## [Dataset excerpts]
//! JSDoc types, default values, operators and literals for the Babel backend

use dualgen_core::lang::operators::{self, OperatorId};
use dualgen_core::lang::types;

use super::BabelCodegen;
use crate::backend::Backend;
use crate::backend::errors::{CodegenError, CodegenResult};
use crate::ir::{IrLiteral, IrSpan, IrType};

impl BabelCodegen<'_> {
    /// JSDoc spelling of a DSL type.
    pub(crate) fn jsdoc_type(&self, ty: &IrType) -> String {
        match ty {
            IrType::Primitive(p) => types::primitive(p.id()).babel_name.to_string(),
            IrType::Named(_) if ty.node_kind().is_some() => "Node".to_string(),
            IrType::Named(name) => name.clone(),
            IrType::Optional(inner) => format!("{} | null", self.jsdoc_type(inner)),
            IrType::Collection { kind, args } => {
                let args = args.iter().map(|a| self.jsdoc_type(a)).collect::<Vec<_>>();
                format!("{}<{}>", types::collection(kind.id()).babel_name, args.join(", "))
            }
            IrType::Reference { inner, .. } => self.jsdoc_type(inner),
            IrType::Tuple(items) => {
                let items = items.iter().map(|a| self.jsdoc_type(a)).collect::<Vec<_>>();
                format!("[{}]", items.join(", "))
            }
        }
    }

    /// JavaScript default value of a DSL type.
    pub(crate) fn default_value(&self, ty: &IrType) -> String {
        match ty {
            IrType::Primitive(p) => types::primitive(p.id()).babel_default.to_string(),
            IrType::Collection { kind, .. } => types::collection(kind.id()).babel_default.to_string(),
            IrType::Optional(_) => "null".to_string(),
            IrType::Named(name) if self.user_types.is_struct(name) => format!("new {}()", name),
            IrType::Reference { inner, .. } => self.default_value(inner),
            IrType::Named(_) | IrType::Tuple(_) => "undefined".to_string(),
        }
    }

    /// JavaScript spelling of an operator, or `UnsupportedConstruct` when Babel has none.
    pub(crate) fn operator(&self, id: OperatorId, span: IrSpan) -> CodegenResult<&'static str> {
        operators::spelling(id, Backend::Babel.target()).ok_or_else(|| {
            CodegenError::unsupported(
                format!("operator `{}`", operators::info_for(id).dsl),
                Backend::Babel,
                span,
            )
        })
    }

    pub(crate) fn literal(&self, lit: &IrLiteral) -> String {
        match lit {
            IrLiteral::Int(v) => v.to_string(),
            IrLiteral::Float(v) if v.is_nan() => "NaN".to_string(),
            IrLiteral::Float(v) if v.is_infinite() => {
                if *v > 0.0 { "Infinity" } else { "-Infinity" }.to_string()
            }
            IrLiteral::Float(v) => format!("{:?}", v),
            IrLiteral::Str(s) => js_string(s),
            IrLiteral::Bool(b) => b.to_string(),
            IrLiteral::Null => "null".to_string(),
            IrLiteral::Unit => "undefined".to_string(),
        }
    }
}

/// Double-quoted JavaScript string literal.
pub(crate) fn js_string(s: &str) -> String {
    serde_json::Value::String(s.to_string()).to_string()
}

## [Your task]
Everything from the line with "pub(crate) fn js_string(s: &str)" to the end of the listing above is to be set down exactly, both ends included.

## [Task answer]
pub(crate) fn js_string(s: &str) -> String {
    serde_json::Value::String(s.to_string()).to_string()
}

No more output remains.